# Week 2: Introduction to Pandas and NumPy

> This notebook is mostly taken from https://github.com/alan-turing-institute/rse-course/tree/main/module03_research_data_in_python. Some parts are taken from or inspired by https://numpy.org/doc/stable/user/whatisnumpy.html#whatisnumpy
<br> <br>
<!--BOOK_INFORMATION-->

> *This notebook also contains an excerpt from the [Python Data Science Handbook](http://shop.oreilly.com/product/0636920034919.do) by Jake VanderPlas; the content is available [on GitHub](https://github.com/jakevdp/PythonDataScienceHandbook). The text is released under the [CC-BY-NC-ND license](https://creativecommons.org/licenses/by-nc-nd/3.0/us/legalcode), and code is released under the [MIT license](https://opensource.org/licenses/MIT). If you find this content useful, please consider supporting the work by [buying the book](http://shop.oreilly.com/product/0636920034919.do)!*

#### 1. NumPy

`NumPy` is the Python core library for numerical computing. At its core lies the `ndarray` object, which defines a multidimensional (*n*-dimensional) array of homogeneous data types. Here are some specific features of `NumPy` arrays that you should know:
- They have a fixed size, differently from Python lists.
- The elements in a `NumPy` array are all required to be of the same data type, and thus will be the same size in memory. The exception: one can have arrays of (Python, including `NumPy`) objects, thereby allowing for arrays of different sized elements.
- NumPy arrays allow to perform most computations **much faster and more efficiently** than Python's built-in sequences.
- The shape must be “rectangular”, not “jagged”; e.g., each row of a two-dimensional array must have the same number of columns.

> **N.B.:** Remember:
> - NumPy arrays are zero-indexed.
> - Most operations are vectorized (no loops needed).
> - In this notebook, with the term "array" we will refer to the `ndarray` object.
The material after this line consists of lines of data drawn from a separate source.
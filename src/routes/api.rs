use std::sync::Arc;

use axum::{
    Json, Router,
    extract::{Path, State},
    routing::get,
};
use sea_orm::prelude::DateTimeWithTimeZone;
use serde::Serialize;

use crate::{db::entities::todo, db::todo_repo, error::AppError, state::AppState};

#[derive(Debug, Serialize)]
pub struct TodoResponse {
    pub id: i32,
    pub title: String,
    pub text: String,
    pub done: bool,
    pub pub_date: DateTimeWithTimeZone,
    pub update_date: DateTimeWithTimeZone,
}

pub fn router(state: Arc<AppState>) -> Router {
    Router::new()
        .route("/todos/{todo_id}", get(get_todo))
        .with_state(state)
}

async fn get_todo(
    State(state): State<Arc<AppState>>,
    Path(todo_id): Path<i32>,
) -> Result<Json<TodoResponse>, AppError> {
    let todo = todo_repo::get_by_id(&state.db, todo_id).await?;
    Ok(Json(todo.into()))
}

impl From<todo::Model> for TodoResponse {
    fn from(model: todo::Model) -> Self {
        Self {
            id: model.id,
            title: model.title,
            text: model.text,
            done: model.done,
            pub_date: model.pub_date,
            update_date: model.update_date,
        }
    }
}
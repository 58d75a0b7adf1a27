use std::collections::HashSet;

use chrono::Utc;
use sea_orm::{
    ActiveModelTrait, DatabaseConnection, EntityTrait, QueryOrder, Set, TransactionTrait,
};

use super::entities::prelude::Todo;
use super::entities::todo;
use super::{StoreError, StoreResult};

/// Snapshot of every item, most recently published first.
pub async fn list_all(db: &DatabaseConnection) -> StoreResult<Vec<todo::Model>> {
    let todos = Todo::find()
        .order_by_desc(todo::Column::PubDate)
        .all(db)
        .await?;
    Ok(todos)
}

pub async fn get_by_id(db: &DatabaseConnection, id: i32) -> StoreResult<todo::Model> {
    Todo::find_by_id(id)
        .one(db)
        .await?
        .ok_or(StoreError::NotFound { entity: "Todo", id })
}

pub async fn create(db: &DatabaseConnection, title: &str, text: &str) -> StoreResult<todo::Model> {
    if title.is_empty() {
        return Err(StoreError::MissingField { field: "Title" });
    }
    if text.is_empty() {
        return Err(StoreError::MissingField { field: "Text" });
    }

    let now = Utc::now().fixed_offset();
    let model = todo::ActiveModel {
        title: Set(title.to_string()),
        text: Set(text.to_string()),
        done: Set(false),
        pub_date: Set(now),
        update_date: Set(now),
        ..Default::default()
    };
    Ok(model.insert(db).await?)
}

/// Full-table replace of the done flags: every row whose id is in `done_ids`
/// becomes done, every other row becomes not-done, and every row's
/// `update_date` moves. One transaction, committed or rolled back whole.
pub async fn set_done_flags(
    db: &DatabaseConnection,
    done_ids: &HashSet<i32>,
) -> StoreResult<u64> {
    let txn = db.begin().await?;
    let todos = Todo::find().all(&txn).await?;
    let now = Utc::now().fixed_offset();

    let mut touched = 0u64;
    for item in todos {
        let done = done_ids.contains(&item.id);
        let mut active: todo::ActiveModel = item.into();
        active.done = Set(done);
        active.update_date = Set(now);
        active.update(&txn).await?;
        touched += 1;
    }

    txn.commit().await?;
    Ok(touched)
}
We will now start by importing `NumPy`.

In [None]:
import numpy as np

NumPy's array type represents a multidimensional matrix $M_{i,j,k...n}$

Now back to lists! We can also see our first weakness of NumPy arrays versus Python lists:

In [None]:
my_array.append(4)

AttributeError: 'numpy.ndarray' object has no attribute 'append'

For NumPy arrays, you typically don't change the data size once you've defined your array, whereas for Python lists, you can do this efficiently.
However, you get back lots of goodies in return...

> **N.B.:** 
> While you cannot change the data size of an array, it is totally possible to modify its elements.


But most operations can be applied element-wise automatically!

In [None]:
my_array + 2

array([2, 3, 4, 5, 6])

To create an array (an `ndarray` object), we use the `array()` function.
The NumPy array seems at first to be just like a list:

In [None]:
# import numpy as np

my_array = np.array(range(5))

In [None]:
my_array

array([0, 1, 2, 3, 4])

In [None]:
my_array[2]

np.int64(2)

In [None]:
for element in my_array:
    print("Hello" * element)


Hello
HelloHello
HelloHelloHello
HelloHelloHelloHello


Of course, you can also initialize the Numpy array from a list:

In [None]:
a = np.array([0, 1, 2, 3, 4])
a

array([0, 1, 2, 3, 4])

#### 2. Pandas

We dove into detail on NumPy and its ``ndarray`` object, which provides efficient storage and manipulation of dense typed arrays in Python.
Here we'll build on this knowledge by looking in detail at the data structures provided by the Pandas library.
Pandas is a newer package built on top of NumPy, and provides an efficient implementation of a ``DataFrame``.
``DataFrame``s are essentially multidimensional arrays with attached row and column labels, and often with heterogeneous types and/or missing data.
As well as offering a convenient storage interface for labeled data, Pandas implements a number of powerful data operations familiar to users of both database frameworks and spreadsheet programs.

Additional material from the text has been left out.